I’ve got one and two more on the way. Teens that is…….
Next summer my oldest will take driver’s education. It’s a little scary. I saw an interesting statistic recently that really opened my eyes to what I’m getting myself into. Evidently, your average 16 year old soccer player has 1,500 hours of instruction in soccer by the time they reach that age. But, we’re handing these same kids drivers licenses and unleashing them on the road with only 50-100 hours of instruction.
This is disconcerting for a number of reasons:
1. In 2006, drivers age 15-17 were involved in approximately 974,000 accidents that injured 406,427 people and killed 2,541.
2. Auto accidents are the leading cause of death among U.S. teenagers as it accounts for 36% of all deaths in that age group according to the Center for Disease Control and Prevention.
3. The Insurance Institute for Highway Safety has claimed that the 16-19 year old age bracket has a greater risk of an accident than any other age group.
4. The risk of an auto accident for a 16 year old is double that of a 18 or 19 year old.
5. This rate of injury for 16 years old increases every time another passenger is placed in the vehicle.
6. Lastly, 33% of teenage drivers are involved in a car crash in their first year of driving and somewhere in the United States, a teenage driver is killed every 6.5 minutes and injured every 55 seconds according to teensafety.com.
So what’s a parent to do?
More instruction is one thing. Some options would include:
1. The Mid-Ohio School in Lexington KY which offers a Honda Ten Defensive Driving Program and teaches the dynamics of driving including wet braking techniques, emergency lane change maneuvers, and a skid drill that simulates driving on ice, snow and rain.
2. Tire Rack’s Street Survival Program will be held in 50 cities across the country through November 15th. It costs $60 and is open to permitted and licensed drivers between the ages of 16-21.
3. Driver’s Edge – another touring school which is free and blends classroom and on course driving experience with a focus on real life emergency situation. It was founded by former race driver Jeff Payne.
Another helpful tool to reduce the risk to your teenager is a Graduated Drivers License program. All states have it to some degree, but perhaps your own family implementing one might help even more.
There should be a period where they can only drive under the direct supervision [in the car] of an adult. Then, once you’re comfortable [and the State you live in allows it] allow the teen an intermediate period where they can drive alone under limited circumstances such as during daylight hours and with no passengers. Lastly, when you as the parent are comfortable with your teens skills and maturity behind the wheel, full privileges.

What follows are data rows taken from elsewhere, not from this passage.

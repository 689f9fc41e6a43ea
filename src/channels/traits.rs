use async_trait::async_trait;
use serde::{Deserialize, Serialize};

/// One inbound chat event as delivered by an account's connection.
#[derive(Debug, Clone, Default, PartialEq, Serialize, Deserialize)]
pub struct ChatEvent {
    pub id: String,
    pub channel_id: String,
    #[serde(default)]
    pub channel_name: Option<String>,
    pub author_id: String,
    #[serde(default)]
    pub content: String,
    #[serde(default)]
    pub embeds: Vec<Embed>,
    /// Rows of interactive buttons attached to the message.
    #[serde(default)]
    pub components: Vec<ActionRow>,
    /// User ids mentioned by the message.
    #[serde(default)]
    pub mentions: Vec<String>,
    #[serde(default)]
    pub reference: Option<MessageReference>,
    /// User who triggered the interaction this message answers, if any.
    #[serde(default)]
    pub interaction_user_id: Option<String>,
}

#[derive(Debug, Clone, Default, PartialEq, Serialize, Deserialize)]
pub struct Embed {
    #[serde(default)]
    pub title: Option<String>,
    #[serde(default)]
    pub description: Option<String>,
    #[serde(default)]
    pub fields: Vec<EmbedField>,
    #[serde(default)]
    pub image: Option<EmbedMedia>,
    #[serde(default)]
    pub thumbnail: Option<EmbedMedia>,
}

#[derive(Debug, Clone, PartialEq, Serialize, Deserialize)]
pub struct EmbedField {
    pub name: String,
    pub value: String,
    #[serde(default)]
    pub inline: bool,
}

#[derive(Debug, Clone, PartialEq, Serialize, Deserialize)]
pub struct EmbedMedia {
    pub url: String,
}

#[derive(Debug, Clone, Default, PartialEq, Serialize, Deserialize)]
pub struct ActionRow {
    #[serde(default)]
    pub components: Vec<Button>,
}

#[derive(Debug, Clone, Default, PartialEq, Serialize, Deserialize)]
pub struct Button {
    #[serde(default)]
    pub label: Option<String>,
    #[serde(default)]
    pub custom_id: Option<String>,
}

/// Reply metadata: which message, and whose, this event answers.
#[derive(Debug, Clone, Default, PartialEq, Serialize, Deserialize)]
pub struct MessageReference {
    #[serde(default)]
    pub message_id: Option<String>,
    #[serde(default)]
    pub user_id: Option<String>,
}

impl ChatEvent {
    pub fn new(
        channel_id: impl Into<String>,
        author_id: impl Into<String>,
        content: impl Into<String>,
    ) -> Self {
        Self {
            channel_id: channel_id.into(),
            author_id: author_id.into(),
            content: content.into(),
            ..Self::default()
        }
    }

    pub fn with_embed(mut self, embed: Embed) -> Self {
        self.embeds.push(embed);
        self
    }

    pub fn with_mention(mut self, user_id: impl Into<String>) -> Self {
        self.mentions.push(user_id.into());
        self
    }

    pub fn with_reply_to(mut self, user_id: impl Into<String>) -> Self {
        self.reference = Some(MessageReference {
            message_id: None,
            user_id: Some(user_id.into()),
        });
        self
    }

    pub fn with_buttons(mut self, buttons: Vec<Button>) -> Self {
        self.components.push(ActionRow {
            components: buttons,
        });
        self
    }

    pub fn first_embed(&self) -> Option<&Embed> {
        self.embeds.first()
    }

    pub fn has_buttons(&self) -> bool {
        self.components.iter().any(|row| !row.components.is_empty())
    }

    /// `#name` when the channel name is known, otherwise the raw id.
    pub fn channel_label(&self) -> String {
        match &self.channel_name {
            Some(name) => format!("#{name}"),
            None => self.channel_id.clone(),
        }
    }
}

impl Embed {
    pub fn titled(title: impl Into<String>) -> Self {
        Self {
            title: Some(title.into()),
            ..Self::default()
        }
    }

    pub fn with_description(mut self, description: impl Into<String>) -> Self {
        self.description = Some(description.into());
        self
    }

    pub fn with_image(mut self, url: impl Into<String>) -> Self {
        self.image = Some(EmbedMedia { url: url.into() });
        self
    }

    pub fn with_field(mut self, name: impl Into<String>, value: impl Into<String>) -> Self {
        self.fields.push(EmbedField {
            name: name.into(),
            value: value.into(),
            inline: false,
        });
        self
    }
}

impl Button {
    pub fn new(label: impl Into<String>, custom_id: impl Into<String>) -> Self {
        Self {
            label: Some(label.into()),
            custom_id: Some(custom_id.into()),
        }
    }
}

/// One account's connection to the chat platform.
#[async_trait]
pub trait Channel: Send + Sync {
    /// Human-readable transport name
    fn name(&self) -> &str;

    /// Send a text message into a chat channel
    async fn send(&self, channel_id: &str, content: &str) -> anyhow::Result<()>;

    /// Trigger an interactive button on a received message
    async fn click_button(&self, event: &ChatEvent, custom_id: &str) -> anyhow::Result<()>;

    /// Start forwarding inbound events (long-running)
    async fn listen(&self, tx: tokio::sync::mpsc::Sender<ChatEvent>) -> anyhow::Result<()>;

    /// Check if the connection is healthy
    async fn health_check(&self) -> bool {
        true
    }
}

I think the bottom line for parents is you have to be involved. You can’t rely on some course by the State and a few hours behind the wheel to properly prepare your teens for the dangers of driving a vehicle. Know where and when your teens are driving. Get involved. It may be the difference in whether or not your teen sees their 20th birthday.
If any readers have other good ideas for parents, I’d love to hear them.